Laura anxiously anticipates the return of her husband Dan. What will it be like and what should she do? After all, he is not returning from a successful business trip or golf weekend. He is coming back from war. Should she arrange a romantic just-for-the-two-of-us event or a family reunion? This is the first homecoming experience in their young marriage. It has been over a year since Dan left. Little Maja was born 3 months ago and Dan has yet to meet his new baby girl. Laura, once shy, dependent and overweight turned into self-reliant and confident woman. She joined the gym, lost weight and signed up for computer classes. Even though Laura missed Dan terribly, she adapted to being a military wife. They had kept each other up to date through e-mail and phone calls. Dan will be surprised to find how much has changed since he left.
How do you deal with the challenges of homecoming? Relax and accept that homecoming can be difficult. In getting ready for the big day, put your own needs aside and help your spouse reconnect with the life he or she left behind.

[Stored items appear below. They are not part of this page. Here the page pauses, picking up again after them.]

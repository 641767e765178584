//! Watch-page session: fetch an episode, resolve its sources and apply the
//! viewer's quality and server choices.

use anime_api::{EpisodeProvider, ProviderResult};
use serde::Serialize;
use shared::{Episode, Resolution};
use source_resolver::{
    DownloadLink, Playback, PlaybackState, QualityOption, ServerId, ServerOption, SourceResolver,
};
use tokio::sync::watch;
use tracing::{debug, info};

/// Viewer choices given on the command line
#[derive(Debug, Clone, Default)]
pub struct WatchOptions {
    pub default_resolution: Resolution,
    pub quality: Option<Resolution>,
    pub server: Option<ServerId>,
}

/// Everything the player surface shows for one episode
#[derive(Debug, Serialize)]
pub struct WatchReport {
    pub episode: Episode,
    pub resolution: Resolution,
    pub server: Option<ServerId>,
    pub playback: Playback,
    pub state: PlaybackState,
    pub servers: Vec<ServerOption>,
    pub qualities: Vec<QualityOption>,
    pub downloads: Vec<DownloadLink>,
    /// Number of state changes published to the player
    pub updates: usize,
}

/// Run one watch session
pub async fn watch_episode<P: EpisodeProvider>(
    provider: &mut P,
    episode_id: &str,
    options: &WatchOptions,
) -> ProviderResult<WatchReport> {
    let episode = provider.episode(episode_id).await?;
    info!(
        episode = %episode.slug,
        title = %episode.title,
        "Episode loaded"
    );

    let mut resolver = SourceResolver::new(options.default_resolution);
    let mut player = resolver.subscribe();
    let mut updates = 0;

    resolver.load(episode.sources.clone());
    updates += notify_player(&mut player);

    if let Some(quality) = options.quality {
        resolver.set_resolution(quality);
        updates += notify_player(&mut player);
    }

    if let Some(server) = options.server {
        resolver.set_server(server);
        updates += notify_player(&mut player);
    }

    Ok(WatchReport {
        resolution: resolver.resolution(),
        server: resolver.server(),
        playback: resolver.playback(),
        state: resolver.state(),
        servers: resolver.server_options(),
        qualities: resolver.quality_options(),
        downloads: resolver.download_links().unwrap_or_default(),
        updates,
        episode,
    })
}

/// Consume a pending state change, if any
fn notify_player(player: &mut watch::Receiver<PlaybackState>) -> usize {
    if !player.has_changed().unwrap_or(false) {
        return 0;
    }

    let state = player.borrow_and_update().clone();
    debug!(state = ?state, "Player updated");
    1
}
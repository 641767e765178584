//! Anime API client with a fixed timeout and catalog response caching.

use super::types::*;
use crate::cache::{CacheManager, CacheStats};
use crate::episode;
use crate::error::{ProviderError, ProviderResult};
use serde::de::DeserializeOwned;
use serde_json::Value;
use shared::config::AnimeApiConfig;
use shared::Episode;
use std::future::Future;
use std::time::Duration;
use tracing::{debug, info, warn};

/// Source of episode data for the watch page
pub trait EpisodeProvider {
    /// Fetch one episode, including its source matrix
    fn episode(&mut self, id: &str) -> impl Future<Output = ProviderResult<Episode>> + Send;
}

/// Upstream anime API client
pub struct AnimeApiClient {
    /// HTTP client
    client: reqwest::Client,
    /// Base URL for the anime API
    base_url: String,
    /// Per-request timeout
    timeout: Duration,
    /// Catalog response cache
    cache: CacheManager,
}

impl AnimeApiClient {
    /// Create a new client
    pub fn new(
        base_url: String,
        timeout: Duration,
        user_agent: &str,
        cache: CacheManager,
    ) -> ProviderResult<Self> {
        let client = reqwest::Client::builder()
            .timeout(timeout)
            .user_agent(user_agent)
            .build()
            .map_err(ProviderError::Client)?;

        Ok(Self {
            client,
            base_url: base_url.trim_end_matches('/').to_string(),
            timeout,
            cache,
        })
    }

    /// Create a client from the `[anime_api]` configuration section
    pub fn from_config(config: &AnimeApiConfig) -> ProviderResult<Self> {
        let cache = CacheManager::new(config.cache_ttl(), config.cache.enabled);

        Self::new(
            config.base_url.clone(),
            config.request_timeout(),
            &config.user_agent,
            cache,
        )
    }

    /// Base URL requests are sent to
    pub fn base_url(&self) -> &str {
        &self.base_url
    }

    /// Catalog cache statistics
    pub fn cache_stats(&self) -> CacheStats {
        self.cache.stats()
    }

    /// Make a single GET request. No retries: failures go back to the caller.
    async fn get<T: DeserializeOwned>(&self, path: &str, query: &[(&str, String)]) -> ProviderResult<T> {
        let url = format!("{}{}", self.base_url, path);
        debug!(url = %url, query = ?query, "Making API request");

        let response = self
            .client
            .get(&url)
            .query(query)
            .header(reqwest::header::ACCEPT, "application/json")
            .send()
            .await
            .map_err(|e| self.transport_error(&url, e))?;

        let status = response.status();
        if !status.is_success() {
            let error_text = response
                .text()
                .await
                .unwrap_or_else(|_| "Unknown error".to_string());

            warn!(
                url = %url,
                status = %status,
                error = %error_text.chars().take(200).collect::<String>(),
                "Request failed"
            );

            return Err(ProviderError::Status {
                url,
                status: status.as_u16(),
            });
        }

        let body = response
            .text()
            .await
            .map_err(|e| self.transport_error(&url, e))?;

        match serde_json::from_str::<T>(&body) {
            Ok(data) => {
                debug!(url = %url, "Request successful");
                Ok(data)
            }
            Err(e) => {
                warn!(url = %url, error = %e, "Failed to parse response");
                Err(ProviderError::Decode {
                    url,
                    message: e.to_string(),
                })
            }
        }
    }

    fn transport_error(&self, url: &str, e: reqwest::Error) -> ProviderError {
        if e.is_timeout() {
            warn!(url = %url, timeout_ms = self.timeout.as_millis(), "Request timed out");
            ProviderError::Timeout {
                url: url.to_string(),
                timeout: self.timeout,
            }
        } else {
            warn!(url = %url, error = %e, "Request error");
            ProviderError::Network(e)
        }
    }

    /// GET through the catalog cache
    async fn get_cached(&mut self, path: &str, query: &[(&str, String)]) -> ProviderResult<Value> {
        let key = cache_key(path, query);

        if let Some(value) = self.cache.get(&key) {
            return Ok(value);
        }

        let value: Value = self.get(path, query).await?;
        let purged = self.cache.purge_expired();
        if purged > 0 {
            debug!(purged = purged, "Dropped expired cache entries");
        }
        self.cache.set(&key, &value);
        Ok(value)
    }

    /// Fetch one episode with its sources (never cached)
    pub async fn get_episode(&self, id: &str) -> ProviderResult<Episode> {
        let id = episode::validate_id(id)?;
        info!(episode = id, "Fetching episode sources");

        let response: EpisodeResponse = self
            .get("/api/nonton", &[("url", id.to_string())])
            .await?;

        Ok(episode::reshape(id, response))
    }

    /// Home page listing
    pub async fn home(&mut self) -> ProviderResult<Value> {
        info!("Fetching home listing");
        self.get_cached("/api/home", &[]).await
    }

    /// Ongoing anime, paginated
    pub async fn ongoing(&mut self, page: u32) -> ProviderResult<Value> {
        let page = validate_page(page)?;
        info!(page = page, "Fetching ongoing anime");
        self.get_cached("/api/ongoing-anime", &[("page", page.to_string())])
            .await
    }

    /// Anime details and episode list
    pub async fn anime(&mut self, slug: &str) -> ProviderResult<Value> {
        let slug = episode::validate_id(slug.trim_matches('/'))?;
        info!(slug = slug, "Fetching anime details");
        self.get_cached(&format!("/api/anime/{}", slug), &[]).await
    }

    /// All genres
    pub async fn genres(&mut self) -> ProviderResult<Value> {
        info!("Fetching genres");
        self.get_cached("/api/genres", &[]).await
    }

    /// Anime of one genre, paginated
    pub async fn genre(&mut self, slug: &str, page: u32) -> ProviderResult<Value> {
        let slug = episode::validate_id(slug)?;
        let page = validate_page(page)?;
        info!(slug = slug, page = page, "Fetching genre listing");
        self.get_cached(&format!("/api/genres/{}", slug), &[("page", page.to_string())])
            .await
    }

    /// Weekly release schedule
    pub async fn schedule(&mut self) -> ProviderResult<Value> {
        info!("Fetching release schedule");
        self.get_cached("/api/jadwal-rilis", &[]).await
    }

    /// Seasonal listing
    pub async fn season(&mut self, query: &SeasonQuery) -> ProviderResult<Value> {
        let params = season_params(query)?;
        info!(query = ?query, "Fetching season listing");
        self.get_cached("/api/season", &params).await
    }

    /// Title search (never cached)
    pub async fn search(&self, query: &str) -> ProviderResult<Value> {
        let query = query.trim();
        if query.is_empty() {
            return Err(ProviderError::InvalidQuery {
                message: "search query is empty".to_string(),
            });
        }

        info!(query = query, "Searching anime");
        self.get("/api/search", &[("q", query.to_string())]).await
    }
}

impl EpisodeProvider for AnimeApiClient {
    fn episode(&mut self, id: &str) -> impl Future<Output = ProviderResult<Episode>> + Send {
        self.get_episode(id)
    }
}

/// Cache key: path plus query in request order
fn cache_key(path: &str, query: &[(&str, String)]) -> String {
    if query.is_empty() {
        return path.to_string();
    }

    let query = query
        .iter()
        .map(|(key, value)| format!("{}={}", key, value))
        .collect::<Vec<_>>()
        .join("&");
    format!("{}?{}", path, query)
}

fn validate_page(page: u32) -> ProviderResult<u32> {
    if page == 0 {
        return Err(ProviderError::InvalidQuery {
            message: "page numbers start at 1".to_string(),
        });
    }
    Ok(page)
}

fn season_params(query: &SeasonQuery) -> ProviderResult<Vec<(&'static str, String)>> {
    match query {
        SeasonQuery::Current => Ok(Vec::new()),
        SeasonQuery::List => Ok(vec![("list", "true".to_string())]),
        SeasonQuery::Specific { year, season } => {
            let season = season.trim().to_ascii_lowercase();
            if season.is_empty() || !season.chars().all(|c| c.is_ascii_alphabetic()) {
                return Err(ProviderError::InvalidQuery {
                    message: format!("invalid season name: {:?}", season),
                });
            }
            Ok(vec![("year", year.to_string()), ("season", season)])
        }
    }
}
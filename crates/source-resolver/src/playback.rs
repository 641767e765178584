//! Playback state handed to the player surface.

use serde::{Deserialize, Serialize};
use shared::{Host, Resolution};
use thiserror::Error;

/// Server choice on the watch page: the primary stream or an embed host
#[derive(Debug, Clone, Copy, Serialize, Deserialize, PartialEq, Eq, Hash)]
#[serde(into = "String", try_from = "String")]
pub enum ServerId {
    Main,
    Host(Host),
}

impl ServerId {
    /// Label shown in the server selector
    pub fn label(self) -> String {
        match self {
            ServerId::Main => "Default Server".to_string(),
            ServerId::Host(host) => host.label(),
        }
    }
}

impl From<Host> for ServerId {
    fn from(host: Host) -> Self {
        ServerId::Host(host)
    }
}

impl std::fmt::Display for ServerId {
    fn fmt(&self, f: &mut std::fmt::Formatter<'_>) -> std::fmt::Result {
        match self {
            ServerId::Main => f.write_str("main"),
            ServerId::Host(host) => write!(f, "{}", host),
        }
    }
}

impl From<ServerId> for String {
    fn from(server: ServerId) -> Self {
        server.to_string()
    }
}

impl TryFrom<String> for ServerId {
    type Error = anyhow::Error;

    fn try_from(value: String) -> Result<Self, Self::Error> {
        value.parse()
    }
}

impl std::str::FromStr for ServerId {
    type Err = anyhow::Error;

    fn from_str(s: &str) -> Result<Self, Self::Err> {
        if s.trim().eq_ignore_ascii_case("main") {
            return Ok(ServerId::Main);
        }
        s.parse::<Host>()
            .map(ServerId::Host)
            .map_err(|_| anyhow::anyhow!("Invalid server: {}", s))
    }
}

/// How a resolved URL must be played
#[derive(Debug, Clone, Copy, Serialize, Deserialize, PartialEq, Eq)]
#[serde(rename_all = "lowercase")]
pub enum StreamMode {
    /// Segmented stream for an HLS-capable media element
    Hls,
    /// Direct file or host page rendered in an embedded frame
    Embedded,
}

/// Why no URL can be handed to the player
#[derive(Error, Debug, Clone, Copy, Serialize, Deserialize, PartialEq, Eq)]
#[serde(tag = "reason", rename_all = "snake_case")]
pub enum Unavailable {
    /// Matrix loaded but neither the primary stream nor any mirror is usable
    #[error("No playable source for this episode")]
    NoPlayableSource,

    /// The explicitly selected host has no mirror at the current resolution
    #[error("{host} is not available at {resolution}")]
    ServerUnavailableAtResolution { host: Host, resolution: Resolution },

    /// No host at all serves the requested resolution
    #[error("No mirror available at {resolution}")]
    NoMirrorAtResolution { resolution: Resolution },
}

/// Resolver state machine
#[derive(Debug, Clone, Serialize, Deserialize, PartialEq, Eq)]
#[serde(tag = "state", rename_all = "snake_case")]
pub enum PlaybackState {
    /// No source matrix loaded yet
    Uninitialized,
    /// A URL is ready to play
    Resolved { url: String, mode: StreamMode },
    /// Nothing to play for the current selection
    Unavailable { cause: Unavailable },
}

impl PlaybackState {
    pub(crate) fn resolved(url: impl Into<String>, mode: StreamMode) -> Self {
        PlaybackState::Resolved {
            url: url.into(),
            mode,
        }
    }

    pub(crate) fn unavailable(cause: Unavailable) -> Self {
        PlaybackState::Unavailable { cause }
    }

    pub fn is_resolved(&self) -> bool {
        matches!(self, PlaybackState::Resolved { .. })
    }
}

/// Flattened playback mode, as consumed by the player surface
#[derive(Debug, Clone, Copy, Serialize, Deserialize, PartialEq, Eq)]
#[serde(rename_all = "lowercase")]
pub enum PlaybackMode {
    Hls,
    Embedded,
    Unavailable,
}

/// URL and mode the player surface renders
#[derive(Debug, Clone, Serialize, Deserialize, PartialEq, Eq)]
pub struct Playback {
    pub url: String,
    pub mode: PlaybackMode,
}

impl From<&PlaybackState> for Playback {
    fn from(state: &PlaybackState) -> Self {
        match state {
            PlaybackState::Resolved { url, mode } => Playback {
                url: url.clone(),
                mode: match mode {
                    StreamMode::Hls => PlaybackMode::Hls,
                    StreamMode::Embedded => PlaybackMode::Embedded,
                },
            },
            PlaybackState::Uninitialized | PlaybackState::Unavailable { .. } => Playback {
                url: String::new(),
                mode: PlaybackMode::Unavailable,
            },
        }
    }
}

/// Download entry for the current resolution
#[derive(Debug, Clone, Serialize, Deserialize, PartialEq, Eq)]
pub struct DownloadLink {
    pub label: String,
    pub url: String,
}

/// Entry of the server selector
#[derive(Debug, Clone, Serialize, Deserialize, PartialEq, Eq)]
pub struct ServerOption {
    pub server: ServerId,
    pub label: String,
}

/// Entry of the quality selector
#[derive(Debug, Clone, Serialize, Deserialize, PartialEq, Eq)]
pub struct QualityOption {
    pub resolution: Resolution,
    pub label: String,
    /// At least one embed mirror serves this resolution
    pub available: bool,
}
//! Anime API client implementation.
//!
//! This module provides a timeout-bounded client for the upstream anime API.
//! Requests are never retried; failures are surfaced to the caller.

pub mod client;
pub mod types;

pub use client::{AnimeApiClient, EpisodeProvider};
pub use types::*;
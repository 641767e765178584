//! Video source resolution for the watch page.
//!
//! Given an episode's primary stream and mirror matrix, this library decides
//! which URL the player gets, in which playback mode, and how that decision
//! follows the user's quality and server choices.

pub mod playback;
pub mod resolver;
pub mod selection;

pub use playback::{
    DownloadLink, Playback, PlaybackMode, PlaybackState, QualityOption, ServerId, ServerOption,
    StreamMode, Unavailable,
};
pub use resolver::SourceResolver;
pub use selection::Selection;
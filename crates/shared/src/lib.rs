//! Shared library for the anime-watch workspace.
//!
//! This crate provides common functionality used across all crates:
//! - Configuration management
//! - Episode source data models
//! - Logging infrastructure

pub mod config;
pub mod logging;
pub mod models;

// Re-export commonly used types
pub use config::Config;
pub use logging::LogConfig;
pub use models::*;

/// Common result type using anyhow::Error
pub type Result<T> = anyhow::Result<T>;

The real challenge is life after deployment. Historically those fighting in combat have a much greater likelihood of relationship break-ups than their civilian counterparts. Depending on how devastating the war experience has been, your soldier may not be the same person that you saw off. Your spouse could have witnessed others including children or comrades die. He or she may have been forced to kill in the line of duty! While your soldier may not share all of these experiences with you, listen with empathy if he or she does. Even though your life was clouded with fear during deployment, don't compete for the most wounded heart. After the big homecoming, you might be anxious to get on with life as a couple, but find each other at different junctures. Returning from a country at war, every day life may now seem trivial to your spouse. He or she may suffer from post-war trauma or guilt.